- Region 2 DVD cover
- Genre: Nature documentary
- Narrated by: Sarah Parish
- Composers: David Poore Abbie Lathe
- Country of origin: United Kingdom
- Original language: English
- No. of episodes: 3

Production
- Executive producer: Sara Ford
- Producers: Holly Spearing Nigel Pope
- Production location: Kenya
- Running time: 60 minutes
- Production companies: BBC Natural History Unit Animal Planet

Original release
- Network: BBC One
- Release: 14 January – 28 January 2009

= The Secret Life of Elephants =

The Secret Life of Elephants is a BBC nature documentary series following the lives of elephants and the work of the conservation charity Save the Elephants in Samburu National Reserve, Kenya. It was first transmitted in the United Kingdom on BBC One in January 2009 to 4.2 million viewers.

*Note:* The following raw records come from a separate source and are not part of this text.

//! Accept/reject feedback bookkeeping
//!
//! Accept and reject are mutually exclusive per candidate: recording one
//! disposition drops any record of the other. Every record is also appended to
//! an ordered history.

use std::collections::HashMap;

use chrono::{DateTime, Utc};
use serde::{Deserialize, Serialize};

/// User verdict on a candidate
#[derive(Debug, Clone, Copy, PartialEq, Eq, Hash, Serialize, Deserialize)]
#[serde(rename_all = "lowercase")]
pub enum Disposition {
    Accepted,
    Rejected,
}

/// One piece of user feedback
#[derive(Debug, Clone, PartialEq, Serialize, Deserialize)]
#[serde(rename_all = "camelCase")]
pub struct FeedbackRecord {
    pub candidate_id: String,
    pub disposition: Disposition,
    #[serde(default, skip_serializing_if = "Option::is_none")]
    pub rating: Option<f64>,
    pub timestamp: DateTime<Utc>,
}

impl FeedbackRecord {
    pub fn new(candidate_id: impl Into<String>, disposition: Disposition) -> Self {
        Self {
            candidate_id: candidate_id.into(),
            disposition,
            rating: None,
            timestamp: Utc::now(),
        }
    }

    pub fn accept(candidate_id: impl Into<String>) -> Self {
        Self::new(candidate_id, Disposition::Accepted)
    }

    pub fn reject(candidate_id: impl Into<String>) -> Self {
        Self::new(candidate_id, Disposition::Rejected)
    }

    pub fn with_rating(mut self, rating: f64) -> Self {
        self.rating = Some(rating);
        self
    }
}

/// Current dispositions plus full history
#[derive(Debug, Clone, Default)]
pub struct FeedbackLedger {
    accepted: HashMap<String, FeedbackRecord>,
    rejected: HashMap<String, FeedbackRecord>,
    history: Vec<FeedbackRecord>,
}

impl FeedbackLedger {
    /// Record a disposition, replacing the opposite one if present
    pub fn record(&mut self, record: FeedbackRecord) {
        let id = record.candidate_id.clone();
        match record.disposition {
            Disposition::Accepted => {
                self.rejected.remove(&id);
                self.accepted.insert(id, record.clone());
            }
            Disposition::Rejected => {
                self.accepted.remove(&id);
                self.rejected.insert(id, record.clone());
            }
        }
        self.history.push(record);
    }

    pub fn disposition(&self, candidate_id: &str) -> Option<Disposition> {
        if self.accepted.contains_key(candidate_id) {
            Some(Disposition::Accepted)
        } else if self.rejected.contains_key(candidate_id) {
            Some(Disposition::Rejected)
        } else {
            None
        }
    }

    pub fn is_accepted(&self, candidate_id: &str) -> bool {
        self.accepted.contains_key(candidate_id)
    }

    pub fn is_rejected(&self, candidate_id: &str) -> bool {
        self.rejected.contains_key(candidate_id)
    }

    /// Latest record for a candidate, whichever disposition it has
    pub fn current(&self, candidate_id: &str) -> Option<&FeedbackRecord> {
        self.accepted
            .get(candidate_id)
            .or_else(|| self.rejected.get(candidate_id))
    }

    pub fn accepted_ids(&self) -> Vec<&str> {
        let mut ids: Vec<&str> = self.accepted.keys().map(String::as_str).collect();
        ids.sort_unstable();
        ids
    }

    pub fn rejected_ids(&self) -> Vec<&str> {
        let mut ids: Vec<&str> = self.rejected.keys().map(String::as_str).collect();
        ids.sort_unstable();
        ids
    }

    pub fn history(&self) -> &[FeedbackRecord] {
        &self.history
    }
}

The three-part series follows the lives of African elephants in Samburu, Northern Kenya, focusing on the stories of individual elephants to show the most dramatic moments of their lives. Their hidden world is revealed, from the complexities of family life and their intelligence to the depth of their emotions. The series also follows the work of father and daughter Iain and Saba Douglas-Hamilton and their Save the Elephants team, which includes tracking elephants, fitting tracking collars and developing the relationship between humans and elephants.

== DVD ==
The series was released on DVD by BBC Worldwide on 9 February 2009.